Pourquoi
donc chaque année la liturgie nous remet-elle en mémoire, au début du Carême,
ce récit dit de la tentation ou des tentations du Christ au début de sa vie
active ? Certes Jésus, fils d’homme, serait sensible comme nous aux divers
attraits de la vie courante ; nous pourrions donc y reconnaître notre
propre réalité où tous nous sommes aussi attirés par la satisfaction immédiate
et égoïste, par l’accumulation de biens, des avoirs en quantité, et par le
désir de nous ériger en maîtres de notre propre vie. Mais il m’apparaît évident
que cet événement décrit par les évangiles - et dont personne en fait n’a directement
été témoin - va plus en profondeur : il nous invite à opérer, comme l’a fait le
Christ, un choix, une orientation de vie et ainsi de réaffirmer notre foi :
bref de choisir et re-choisir Dieu.
Ce
n’est pas pour rien que l’Esprit conduit Jésus au moment de ces tentations, ou
plutôt de ces épreuves de sa foi. Elles sont en fait une provocation au doute. Un
doute salutaire parce qu’il oblige à répondre et à prendre position, et à le
faire librement et personnellement. L’Esprit et la Parole de Dieu éclairent
Jésus et le soutiennent dans cette confrontation. Qui d’entre nous pourrait
affirmer qu’il n’a jamais douté, qu’il ne doute jamais. Le Christ lui-même a
exprimé ce doute au moment ultime de son existence terrestre : "Mon Dieu, pourquoi m’as-tu abandonné ?". Si on ne doute pas, on ne peut
pas croire, on constate. Heureusement nous avons aussi, des moments de doute.

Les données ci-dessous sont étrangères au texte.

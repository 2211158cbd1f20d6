//! Pre-computed static text styles.
//!
//! `MonoTextStyle` and `TextStyle` are const-constructible in embedded-graphics
//! 0.8, so every fixed style lives here as a `const` instead of being rebuilt in
//! each draw function. Styles that need a runtime color use the exposed font
//! references: `MonoTextStyle::new(LABEL_FONT, color)`.
//!
//! Strings that contain a degree sign (`°`) must use the ISO 8859-1 fonts; the
//! ASCII fonts have no glyph for it.

use embedded_graphics::{
    mono_font::{
        MonoFont, MonoTextStyle,
        ascii::{FONT_5X8, FONT_6X10, FONT_10X20},
        iso_8859_1,
    },
    pixelcolor::Rgb565,
    text::{Alignment, TextStyle, TextStyleBuilder},
};
use profont::{PROFONT_18_POINT, PROFONT_24_POINT};

use crate::colors::{GRAY_300, GRAY_400, WHITE};

// =============================================================================
// Text Alignment Styles
// =============================================================================

/// Centered text alignment.
pub const CENTERED: TextStyle = TextStyleBuilder::new().alignment(Alignment::Center).build();

/// Right-aligned text. Used for the header clock.
pub const RIGHT_ALIGNED: TextStyle = TextStyleBuilder::new().alignment(Alignment::Right).build();

// =============================================================================
// Font References (for dynamic color styles)
// =============================================================================

/// Small label font (6x10 pixels).
pub const LABEL_FONT: &MonoFont = &FONT_6X10;

/// Tiny Latin-1 font for values overlaid on gyroscope bars.
pub const BAR_VALUE_FONT: &MonoFont = &iso_8859_1::FONT_5X8;

// =============================================================================
// Pre-computed Text Styles
// =============================================================================

/// Small white text.
pub const LABEL_STYLE_WHITE: MonoTextStyle<'static, Rgb565> = MonoTextStyle::new(&FONT_6X10, WHITE);

/// Small light-gray text for card titles and panel labels.
pub const LABEL_STYLE_LIGHT: MonoTextStyle<'static, Rgb565> = MonoTextStyle::new(&FONT_6X10, GRAY_300);

/// Small muted text for units and subtitles.
pub const LABEL_STYLE_MUTED: MonoTextStyle<'static, Rgb565> = MonoTextStyle::new(&FONT_6X10, GRAY_400);

/// Muted Latin-1 text for units containing a degree sign.
pub const DEGREE_STYLE_MUTED: MonoTextStyle<'static, Rgb565> =
    MonoTextStyle::new(&iso_8859_1::FONT_6X10, GRAY_400);

/// Tiny light-gray text. The header date uses it to leave room for the badge.
pub const SMALL_STYLE_LIGHT: MonoTextStyle<'static, Rgb565> = MonoTextStyle::new(&FONT_5X8, GRAY_300);

/// Medium white text for panel titles (10x20 pixels).
pub const TITLE_STYLE_WHITE: MonoTextStyle<'static, Rgb565> = MonoTextStyle::new(&FONT_10X20, WHITE);

/// Medium white values (`ProFont` 18pt): card values, clock, stability.
pub const VALUE_STYLE_MEDIUM: MonoTextStyle<'static, Rgb565> = MonoTextStyle::new(&PROFONT_18_POINT, WHITE);

/// Large white values (`ProFont` 24pt): progress percentage.
pub const VALUE_STYLE_LARGE: MonoTextStyle<'static, Rgb565> = MonoTextStyle::new(&PROFONT_24_POINT, WHITE);
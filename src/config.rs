//! Layout and timing constants.
//!
//! Layout values are pre-computed at compile time so the render path never
//! divides screen dimensions per frame.
//!
//! ```text
//! ┌──────────────────────────────────────────────────────────┐
//! │ [logo] SOLAR BOT              [ONLINE]        12:34:56   │  header 52px
//! │        Autonomous Cleaning System      Saturday, ...     │
//! ├───────────┬────────────────────────────┬─────────────────┤
//! │ BATTERY   │      CLEANING PROGRESS     │   GYROSCOPE     │
//! ├───────────┤          ( 78% )           │   X   Y   Z     │
//! │ SPEED     │  X:125m Y:78m     ACTIVE   │   █   █   █     │
//! ├───────────┼────────────────────────────┤   STABILITY     │
//! │ POWER     │  TEMPERATURE    HUMIDITY   │   ▓▓▓▓▓▓░░      │
//! └───────────┴────────────────────────────┴─────────────────┘
//!    120px               224px                   120px
//! ```

use std::time::Duration;

// =============================================================================
// Display Configuration
// =============================================================================

/// Frame buffer width in pixels.
pub const SCREEN_WIDTH: u32 = 480;

/// Frame buffer height in pixels.
pub const SCREEN_HEIGHT: u32 = 320;

/// Screen center X coordinate. Used for centering popups.
pub const CENTER_X: i32 = (SCREEN_WIDTH / 2) as i32;

/// Screen center Y coordinate. Used for centering popups.
pub const CENTER_Y: i32 = (SCREEN_HEIGHT / 2) as i32;

// =============================================================================
// Timing Configuration
// =============================================================================

/// Target frame time (~50 FPS). The main loop sleeps if a frame completes early.
pub const FRAME_TIME: Duration = Duration::from_millis(20);

/// Default clock updater period in milliseconds.
pub const CLOCK_INTERVAL_MS: u64 = 1000;

/// Default clock updater period.
pub const CLOCK_INTERVAL: Duration = Duration::from_millis(CLOCK_INTERVAL_MS);

/// Default telemetry simulator period in milliseconds.
pub const TELEMETRY_INTERVAL_MS: u64 = 2000;

/// Default telemetry simulator period.
pub const TELEMETRY_INTERVAL: Duration = Duration::from_millis(TELEMETRY_INTERVAL_MS);

/// Default window pixel scale.
pub const DEFAULT_SCALE: u32 = 2;

/// Default headless run length in seconds.
pub const DEFAULT_RUN_SECS: u64 = 6;

/// Default headless snapshot path.
pub const DEFAULT_SNAPSHOT: &str = "solar-bot.png";

/// Duration that popups remain visible on screen.
pub const POPUP_DURATION: Duration = Duration::from_secs(3);

// =============================================================================
// Pre-computed Layout Constants
// =============================================================================

/// Outer margin and gap between panels.
pub const GAP: u32 = 4;

/// Header panel top-left corner.
pub const HEADER_X: u32 = GAP;
pub const HEADER_Y: u32 = GAP;

/// Header panel size (full width minus margins).
pub const HEADER_WIDTH: u32 = SCREEN_WIDTH - 2 * GAP;
pub const HEADER_HEIGHT: u32 = 52;

/// Top edge of the three-column body.
pub const BODY_TOP: u32 = HEADER_Y + HEADER_HEIGHT + GAP;

/// Body height down to the bottom margin.
pub const BODY_HEIGHT: u32 = SCREEN_HEIGHT - BODY_TOP - GAP;

/// Width of the left (status cards) and right (gyroscope) columns.
pub const SIDE_COL_WIDTH: u32 = 120;

/// Width of the center column (progress + environment).
pub const CENTER_COL_WIDTH: u32 = SCREEN_WIDTH - 2 * SIDE_COL_WIDTH - 4 * GAP;

/// Column X positions.
pub const LEFT_COL_X: u32 = GAP;
pub const CENTER_COL_X: u32 = LEFT_COL_X + SIDE_COL_WIDTH + GAP;
pub const RIGHT_COL_X: u32 = CENTER_COL_X + CENTER_COL_WIDTH + GAP;

/// Number of status cards stacked in the left column.
pub const CARD_COUNT: u32 = 3;

/// Height of each status card.
pub const CARD_HEIGHT: u32 = (BODY_HEIGHT - (CARD_COUNT - 1) * GAP) / CARD_COUNT;

/// Height of the cleaning progress panel.
pub const PROGRESS_HEIGHT: u32 = 196;

/// Environment strip sits under the progress panel and fills the column.
pub const ENV_Y: u32 = BODY_TOP + PROGRESS_HEIGHT + GAP;
pub const ENV_HEIGHT: u32 = BODY_HEIGHT - PROGRESS_HEIGHT - GAP;
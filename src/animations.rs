//! Animation effects: value easing, color gradients and pulsing.
//!
//! # Value Easing
//!
//! Telemetry only changes every two seconds, so gauges would jump in visible
//! steps. [`ValueTransition`] moves each displayed value a fixed fraction of the
//! remaining distance toward its target every frame:
//!
//! ```text
//! current += (target - current) * EASE_SPEED
//! ```
//!
//! At 50 FPS and `EASE_SPEED = 0.08`, about 98% of a change is applied within
//! one second. Values snap to the target once they are within
//! `EASE_SNAP_THRESHOLD`, so transitions terminate.
//!
//! # Gradients
//!
//! The progress ring and stability bar blend between color stops using the
//! same RGB565 channel interpolation as the easing code ([`lerp_rgb565`]).
//!
//! # Pulse
//!
//! Status-card dots and the alert overlay pulse at ~1 Hz. [`pulse_on`] derives
//! the phase from the frame counter so no extra state is needed.

use embedded_graphics::{pixelcolor::Rgb565, prelude::IntoStorage};

// =============================================================================
// Easing Constants
// =============================================================================

/// Fraction of the remaining distance covered per frame.
const EASE_SPEED: f32 = 0.08;

/// Distance at which a value snaps to its target.
const EASE_SNAP_THRESHOLD: f32 = 0.05;

/// Frames per pulse half-period (25 frames ≈ 0.5s at 50 FPS).
const PULSE_HALF_PERIOD: u32 = 25;

/// Number of eased values.
pub const TWEEN_COUNT: usize = 5;

/// Eased value indices.
pub mod tween_idx {
    /// Cleaning progress, in percent.
    pub const PROGRESS: usize = 0;
    /// Gyroscope X angle.
    pub const GYRO_X: usize = 1;
    /// Gyroscope Y angle.
    pub const GYRO_Y: usize = 2;
    /// Gyroscope Z angle.
    pub const GYRO_Z: usize = 3;
    /// Stability score.
    pub const STABILITY: usize = 4;
}

// =============================================================================
// Value Transition State
// =============================================================================

/// Eases displayed values toward their latest targets.
pub struct ValueTransition {
    /// Values currently drawn.
    current: [f32; TWEEN_COUNT],

    /// Values being moved toward.
    target: [f32; TWEEN_COUNT],

    /// Whether each value is still moving.
    transitioning: [bool; TWEEN_COUNT],
}

impl ValueTransition {
    /// Create a transition state with every value at zero.
    pub const fn new() -> Self {
        Self {
            current: [0.0; TWEEN_COUNT],
            target: [0.0; TWEEN_COUNT],
            transitioning: [false; TWEEN_COUNT],
        }
    }

    /// Place a value at `value` immediately, with no easing.
    pub fn jump(&mut self, idx: usize, value: f32) {
        self.current[idx] = value;
        self.target[idx] = value;
        self.transitioning[idx] = false;
    }

    /// Set the target for a value and start easing if it moved.
    pub fn set_target(&mut self, idx: usize, target: f32) {
        if (self.target[idx] - target).abs() >= f32::EPSILON {
            self.target[idx] = target;
            self.transitioning[idx] = true;
        }
    }

    /// Displayed value.
    #[inline]
    pub const fn get_current(&self, idx: usize) -> f32 {
        self.current[idx]
    }

    /// Advance all transitions by one frame.
    pub fn update(&mut self) {
        for i in 0..TWEEN_COUNT {
            if !self.transitioning[i] {
                continue;
            }

            let delta = self.target[i] - self.current[i];
            if delta.abs() <= EASE_SNAP_THRESHOLD {
                self.current[i] = self.target[i];
                self.transitioning[i] = false;
            } else {
                self.current[i] += delta * EASE_SPEED;
            }
        }
    }
}

impl Default for ValueTransition {
    fn default() -> Self {
        Self::new()
    }
}

// =============================================================================
// Pulse Effect
// =============================================================================

/// Pulse phase for the given frame (~1 Hz square wave).
#[inline]
pub const fn pulse_on(frame: u32) -> bool {
    (frame / PULSE_HALF_PERIOD).is_multiple_of(2)
}

// =============================================================================
// Color Interpolation Helpers
// =============================================================================

/// Linear interpolation between two Rgb565 colors.
///
/// Works on the raw 5-6-5 channels with 8-bit fixed-point `t`. `t` is clamped
/// to `[0, 1]`; `t = 1` returns `to` exactly.
pub fn lerp_rgb565(from: Rgb565, to: Rgb565, t: f32) -> Rgb565 {
    let t_fixed = (t.clamp(0.0, 1.0) * 256.0) as i32;
    if t_fixed >= 256 {
        return to;
    }

    let (from_r, from_g, from_b) = channels(from);
    let (to_r, to_g, to_b) = channels(to);

    // new = from + (to - from) * t
    let mix = |a: i32, b: i32| a + (((b - a) * t_fixed) >> 8);

    Rgb565::new(
        mix(from_r, to_r).clamp(0, 31) as u8,
        mix(from_g, to_g).clamp(0, 63) as u8,
        mix(from_b, to_b).clamp(0, 31) as u8,
    )
}

/// Three-stop gradient: `a` at 0.0, `b` at 0.5, `c` at 1.0.
pub fn gradient3(a: Rgb565, b: Rgb565, c: Rgb565, t: f32) -> Rgb565 {
    let t = t.clamp(0.0, 1.0);
    if t < 0.5 { lerp_rgb565(a, b, t * 2.0) } else { lerp_rgb565(b, c, (t - 0.5) * 2.0) }
}

/// Split an Rgb565 color into its raw (5, 6, 5)-bit channels.
fn channels(color: Rgb565) -> (i32, i32, i32) {
    // Rgb565: RRRRRGGGGGGBBBBB
    let raw = color.into_storage();
    (
        i32::from((raw >> 11) & 0x1F),
        i32::from((raw >> 5) & 0x3F),
        i32::from(raw & 0x1F),
    )
}

// =============================================================================
// Unit Tests
// =============================================================================
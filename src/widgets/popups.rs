//! Non-modal popup overlays for operator commands.
//!
//! Popups appear centered on screen with a white border. Only one displays at
//! a time (most recent wins) and input is still processed while one is up.
//!
//! | Popup | Trigger | Text | Fill |
//! |-------|---------|------|------|
//! | Mode | `A` | ACTIVE / PAUSED | green / orange |
//! | Link | `B` | ONLINE / OFFLINE | green / red |
//! | Fault | `X` | FAULT INJECTED | red |
//! | Cleared | `R` | ALERTS CLEARED | purple |

use embedded_graphics::pixelcolor::Rgb565;
use embedded_graphics::prelude::*;
use embedded_graphics::primitives::{PrimitiveStyle, Rectangle};
use embedded_graphics::text::Text;

use crate::colors::{GREEN_600, ORANGE_400, PURPLE_500, RED_600, WHITE};
use crate::config::{CENTER_X, CENTER_Y, SCREEN_HEIGHT, SCREEN_WIDTH};
use crate::render::Popup;
use crate::styles::{CENTERED, TITLE_STYLE_WHITE};

const POPUP_WIDTH: u32 = 180;
const POPUP_HEIGHT: u32 = 50;
const POPUP_X: i32 = (SCREEN_WIDTH - POPUP_WIDTH) as i32 / 2;
const POPUP_Y: i32 = (SCREEN_HEIGHT - POPUP_HEIGHT) as i32 / 2;

const BORDER_POS: Point = Point::new(POPUP_X - 3, POPUP_Y - 3);
const BORDER_SIZE: Size = Size::new(POPUP_WIDTH + 6, POPUP_HEIGHT + 6);
const BG_POS: Point = Point::new(POPUP_X, POPUP_Y);
const BG_SIZE: Size = Size::new(POPUP_WIDTH, POPUP_HEIGHT);

const TEXT_POS: Point = Point::new(CENTER_X, CENTER_Y + 5);

const WHITE_FILL: PrimitiveStyle<Rgb565> = PrimitiveStyle::with_fill(WHITE);

/// Draw a single-line popup with the given fill.
pub fn draw_popup<D>(display: &mut D, text: &str, fill: Rgb565)
where
    D: DrawTarget<Color = Rgb565>,
{
    Rectangle::new(BORDER_POS, BORDER_SIZE)
        .into_styled(WHITE_FILL)
        .draw(display)
        .ok();
    Rectangle::new(BG_POS, BG_SIZE)
        .into_styled(PrimitiveStyle::with_fill(fill))
        .draw(display)
        .ok();
    Text::with_text_style(text, TEXT_POS, TITLE_STYLE_WHITE, CENTERED)
        .draw(display)
        .ok();
}

/// Text and fill for a popup, given the state it reports.
pub const fn popup_content(popup: &Popup, active: bool, connected: bool) -> (&'static str, Rgb565) {
    match popup {
        Popup::Mode(_) if active => ("ACTIVE", GREEN_600),
        Popup::Mode(_) => ("PAUSED", ORANGE_400),
        Popup::Link(_) if connected => ("ONLINE", GREEN_600),
        Popup::Link(_) => ("OFFLINE", RED_600),
        Popup::Fault(_) => ("FAULT INJECTED", RED_600),
        Popup::Cleared(_) => ("ALERTS CLEARED", PURPLE_500),
    }
}

/// Draw the popup for the current command state.
pub fn draw_command_popup<D>(display: &mut D, popup: &Popup, active: bool, connected: bool)
where
    D: DrawTarget<Color = Rgb565>,
{
    let (text, fill) = popup_content(popup, active, connected);
    draw_popup(display, text, fill);
}

#[cfg(test)]
mod tests {
    use std::time::Instant;

    use embedded_graphics_simulator::SimulatorDisplay;

    use super::*;

    #[test]
    fn test_popup_content() {
        let now = Instant::now();
        assert_eq!(popup_content(&Popup::Mode(now), true, true).0, "ACTIVE");
        assert_eq!(popup_content(&Popup::Mode(now), false, true).0, "PAUSED");
        assert_eq!(popup_content(&Popup::Link(now), true, false), ("OFFLINE", RED_600));
        assert_eq!(popup_content(&Popup::Cleared(now), true, true).0, "ALERTS CLEARED");
    }

    #[test]
    fn test_longest_text_fits() {
        // FONT_10X20 is 10px per glyph
        for text in ["FAULT INJECTED", "ALERTS CLEARED", "OFFLINE"] {
            assert!(text.len() as u32 * 10 < POPUP_WIDTH, "{text} should fit the popup");
        }
    }

    #[test]
    fn test_popup_centered_with_border() {
        let mut display = SimulatorDisplay::new(Size::new(SCREEN_WIDTH, SCREEN_HEIGHT));
        draw_command_popup(&mut display, &Popup::Fault(Instant::now()), true, true);

        assert_eq!(display.get_pixel(BORDER_POS), WHITE, "Border corner should be white");
        assert_eq!(display.get_pixel(BG_POS + Point::new(2, 2)), RED_600, "Fault popup should be red");
        assert_eq!(
            POPUP_X * 2 + POPUP_WIDTH as i32,
            SCREEN_WIDTH as i32,
            "Popup should be horizontally centered"
        );
    }
}
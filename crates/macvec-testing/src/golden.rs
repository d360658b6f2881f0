//! Golden artifact testing
//!
//! Compares freshly written hex artifacts against checked-in copies. When the
//! contents differ the test fails, naming each mismatched line and the first
//! hex token on it that differs.
//!
//! # Usage
//!
//! ```rust,no_run
//! use macvec_testing::golden::GoldenTest;
//!
//! let golden = GoldenTest::new("directed_little");
//! golden.assert_eq("ref.hex", "C0 40\n");
//! ```
//!
//! # Updating Golden Files
//!
//! When an output change is intentional (and the harness has been updated
//! to match), rewrite the golden files with:
//! ```bash
//! MACVEC_UPDATE_GOLDEN=1 cargo test
//! ```

use std::env;
use std::fs;
use std::path::{Path, PathBuf};

const UPDATE_ENV: &str = "MACVEC_UPDATE_GOLDEN";

/// A golden file test case
///
/// Golden files live in `{workspace}/tests/golden/{name}.{extension}`.
pub struct GoldenTest {
    name: String,
    golden_dir: PathBuf,
    update_mode: bool,
}

impl GoldenTest {
    /// Create a golden test rooted at the workspace's `tests/golden`
    pub fn new(name: &str) -> Self {
        let workspace_root = env::var("CARGO_WORKSPACE_DIR").unwrap_or_else(|_| {
            let manifest_dir =
                env::var("CARGO_MANIFEST_DIR").expect("CARGO_MANIFEST_DIR should be set");
            find_workspace_root(Path::new(&manifest_dir))
                .unwrap_or_else(|| panic!("Could not find workspace root (started from {})", manifest_dir))
                .to_string_lossy()
                .to_string()
        });

        Self::with_golden_dir(name, PathBuf::from(workspace_root).join("tests").join("golden"))
    }

    /// Create a golden test with a custom golden directory
    pub fn with_golden_dir(name: &str, golden_dir: impl Into<PathBuf>) -> Self {
        let update_mode = env::var(UPDATE_ENV)
            .map(|v| v == "1" || v.to_lowercase() == "true")
            .unwrap_or(false);

        Self {
            name: name.to_string(),
            golden_dir: golden_dir.into(),
            update_mode,
        }
    }

    /// Assert that `actual` matches `{name}.{extension}`
    ///
    /// # Panics
    ///
    /// Panics if the contents differ (normal mode) or the golden file cannot
    /// be written (update mode).
    pub fn assert_eq(&self, extension: &str, actual: &str) {
        let golden_path = self.golden_path(extension);

        if self.update_mode {
            self.update_golden(&golden_path, actual);
        } else {
            self.compare_golden(&golden_path, actual);
        }
    }

    /// Read an artifact from disk and compare it
    pub fn assert_artifact(&self, extension: &str, artifact: &Path) {
        let actual = fs::read_to_string(artifact)
            .unwrap_or_else(|e| panic!("Failed to read artifact {:?}: {}", artifact, e));
        self.assert_eq(extension, &actual);
    }

    fn golden_path(&self, extension: &str) -> PathBuf {
        self.golden_dir.join(format!("{}.{}", self.name, extension))
    }

    fn update_golden(&self, path: &Path, content: &str) {
        if let Some(parent) = path.parent() {
            fs::create_dir_all(parent).unwrap_or_else(|e| {
                panic!("Failed to create golden directory {:?}: {}", parent, e)
            });
        }

        fs::write(path, content)
            .unwrap_or_else(|e| panic!("Failed to write golden file {:?}: {}", path, e));
    }

    fn compare_golden(&self, path: &Path, actual: &str) {
        let expected = fs::read_to_string(path).unwrap_or_else(|e| {
            panic!(
                "Failed to read golden file {:?}: {}\n\
                 \n\
                 Hint: If this is a new test, run with {}=1 to create the golden file.",
                path, e, UPDATE_ENV
            )
        });

        if expected != actual {
            let diff = describe_mismatch(&expected, actual);
            panic!(
                "Golden file mismatch for test '{}'\n\
                 Golden file: {}\n\
                 \n\
                 {}\n\
                 \n\
                 To update the golden file if this change is intentional:\n\
                 {}=1 cargo test {}",
                self.name,
                path.display(),
                diff,
                UPDATE_ENV,
                self.name
            );
        }
    }
}

/// Walk up from `start` to the first directory whose Cargo.toml has `[workspace]`
fn find_workspace_root(start: &Path) -> Option<PathBuf> {
    start.ancestors().find_map(|dir| {
        let contents = fs::read_to_string(dir.join("Cargo.toml")).ok()?;
        contents.contains("[workspace]").then(|| dir.to_path_buf())
    })
}

const MAX_REPORTED: usize = 8;

/// Describe where two hex artifacts diverge, down to the first differing token
fn describe_mismatch(expected: &str, actual: &str) -> String {
    let expected: Vec<&str> = expected.lines().collect();
    let actual: Vec<&str> = actual.lines().collect();

    let mut report = String::new();
    let mut mismatched = 0;
    for line in 0..expected.len().max(actual.len()) {
        let (want, got) = (expected.get(line), actual.get(line));
        if want == got {
            continue;
        }
        mismatched += 1;
        if mismatched > MAX_REPORTED {
            continue;
        }
        let detail = match (want.copied(), got.copied()) {
            (Some(want), Some(got)) => {
                let tokens = |line: &str| line.split_whitespace().count();
                let token = want
                    .split_whitespace()
                    .zip(got.split_whitespace())
                    .position(|(w, g)| w != g)
                    .unwrap_or_else(|| tokens(want).min(tokens(got)));
                format!("token {}: expected `{}`, got `{}`", token + 1, want, got)
            }
            (Some(want), None) => format!("missing, expected `{}`", want),
            (None, Some(got)) => format!("unexpected `{}`", got),
            (None, None) => continue,
        };
        report.push_str(&format!("  line {}, {}\n", line + 1, detail));
    }

    if mismatched > MAX_REPORTED {
        report.push_str(&format!("  ... {} more\n", mismatched - MAX_REPORTED));
    }
    report.push_str(&format!(
        "{} mismatched lines (expected {} lines, got {})\n",
        mismatched,
        expected.len(),
        actual.len()
    ));
    report
}

#[cfg(test)]
mod tests {
    use super::*;
    use tempfile::TempDir;

    #[test]
    fn test_golden_path_generation() {
        let test = GoldenTest::with_golden_dir("directed", "/golden");
        assert_eq!(test.golden_path("ref.hex"), PathBuf::from("/golden/directed.ref.hex"));
    }

    #[test]
    fn test_workspace_root_is_found() {
        let root = find_workspace_root(Path::new(env!("CARGO_MANIFEST_DIR"))).unwrap();
        assert!(root.join("crates").is_dir());
    }

    #[test]
    fn test_matching_content_passes() {
        let dir = TempDir::new().unwrap();
        fs::write(dir.path().join("case.hex"), "40\nB8\n").unwrap();

        let test = GoldenTest {
            name: "case".to_string(),
            golden_dir: dir.path().to_path_buf(),
            update_mode: false,
        };
        test.assert_eq("hex", "40\nB8\n");
    }

    #[test]
    #[should_panic(expected = "Golden file mismatch")]
    fn test_mismatch_panics() {
        let dir = TempDir::new().unwrap();
        fs::write(dir.path().join("case.hex"), "C0 40\n").unwrap();

        let test = GoldenTest {
            name: "case".to_string(),
            golden_dir: dir.path().to_path_buf(),
            update_mode: false,
        };
        test.assert_eq("hex", "40 C0\n");
    }

    #[test]
    fn test_mismatch_points_at_token() {
        let report = describe_mismatch("40 B8\n30 00\n", "40 B8\n30 01\n3C 00\n");
        assert!(report.contains("line 2, token 2: expected `30 00`, got `30 01`"));
        assert!(report.contains("line 3, unexpected `3C 00`"));
        assert!(report.contains("2 mismatched lines (expected 2 lines, got 3)"));
        assert!(!report.contains("line 1"));
    }

    #[test]
    fn test_mismatch_caps_reported_lines() {
        let expected = "00\n".repeat(12);
        let actual = "FF\n".repeat(12);
        let report = describe_mismatch(&expected, &actual);
        assert!(report.contains("line 8, token 1"));
        assert!(!report.contains("line 9,"));
        assert!(report.contains("... 4 more"));
    }
}
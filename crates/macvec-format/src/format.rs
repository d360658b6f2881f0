//! Storage formats, element types and byte order

use crate::error::CodecError;
use std::fmt;
use std::str::FromStr;

/// In-memory element type of a tensor
#[derive(Debug, Clone, Copy, PartialEq, Eq, Hash)]
pub enum DType {
    /// 8-bit E4M3 float (1 sign, 4 exponent, 3 mantissa)
    F8E4M3,
    /// 16-bit bfloat16 (1 sign, 8 exponent, 7 mantissa)
    BF16,
    /// IEEE-754 single precision
    F32,
}

impl DType {
    /// Exact storage width in bits
    pub const fn bit_width(self) -> usize {
        match self {
            DType::F8E4M3 => 8,
            DType::BF16 => 16,
            DType::F32 => 32,
        }
    }

    /// Storage width in bytes
    pub const fn byte_width(self) -> usize {
        self.bit_width() / 8
    }
}

impl fmt::Display for DType {
    fn fmt(&self, f: &mut fmt::Formatter<'_>) -> fmt::Result {
        let name = match self {
            DType::F8E4M3 => "f8e4m3",
            DType::BF16 => "bf16",
            DType::F32 => "f32",
        };
        f.write_str(name)
    }
}

/// Floating-point encodings that can be serialized into hex artifacts
///
/// `Narrow` is the MAC operand format, `Wide` the accumulator/reference
/// format. Each maps to exactly one [`DType`].
#[derive(Debug, Clone, Copy, PartialEq, Eq, Hash)]
pub enum StorageFormat {
    /// E4M3, one byte per element
    Narrow,
    /// bfloat16, two bytes per element
    Wide,
}

impl StorageFormat {
    /// Element type a tensor must hold to be encoded in this format
    pub const fn dtype(self) -> DType {
        match self {
            StorageFormat::Narrow => DType::F8E4M3,
            StorageFormat::Wide => DType::BF16,
        }
    }

    pub const fn bit_width(self) -> usize {
        self.dtype().bit_width()
    }

    pub const fn bytes_per_element(self) -> usize {
        self.dtype().byte_width()
    }
}

impl fmt::Display for StorageFormat {
    fn fmt(&self, f: &mut fmt::Formatter<'_>) -> fmt::Result {
        match self {
            StorageFormat::Narrow => f.write_str("narrow"),
            StorageFormat::Wide => f.write_str("wide"),
        }
    }
}

impl FromStr for StorageFormat {
    type Err = String;

    fn from_str(s: &str) -> Result<Self, Self::Err> {
        match s.to_ascii_lowercase().as_str() {
            "narrow" | "e4m3" | "fp8" => Ok(StorageFormat::Narrow),
            "wide" | "bf16" | "bfloat16" => Ok(StorageFormat::Wide),
            other => Err(format!(
                "unknown storage format '{}': expected 'narrow' or 'wide'",
                other
            )),
        }
    }
}

/// Ordering of the bytes of a multi-byte element
#[derive(Debug, Clone, Copy, PartialEq, Eq, Hash, Default)]
pub enum ByteOrder {
    /// Least-significant byte first
    #[default]
    Little,
    /// Most-significant byte first
    Big,
}

impl fmt::Display for ByteOrder {
    fn fmt(&self, f: &mut fmt::Formatter<'_>) -> fmt::Result {
        match self {
            ByteOrder::Little => f.write_str("little"),
            ByteOrder::Big => f.write_str("big"),
        }
    }
}

impl FromStr for ByteOrder {
    type Err = CodecError;

    /// Accepts exactly `little` or `big`
    fn from_str(s: &str) -> Result<Self, Self::Err> {
        match s {
            "little" => Ok(ByteOrder::Little),
            "big" => Ok(ByteOrder::Big),
            other => Err(CodecError::InvalidByteOrder(other.to_string())),
        }
    }
}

Ces moments de doute interviennent quand nous ne sommes pas bien, quand nous
nous sentons très seuls, comme Jésus dans ce désert de Judée. Combien de fois
ne nous sentons-nous pas abandonnés par certains amis, ou pas écoutés de Dieu,
notamment dans la solitude face à sa souffrance, à l’incompréhension et que
apparemment personne n’est là pour soulager ou répondre ; même Dieu est absent.
On est alors vraiment éprouvé, mis à l’épreuve.
C’est
alors que vient la question : pourquoi Dieu ? Où est-il ? Y a-t-il un Dieu ?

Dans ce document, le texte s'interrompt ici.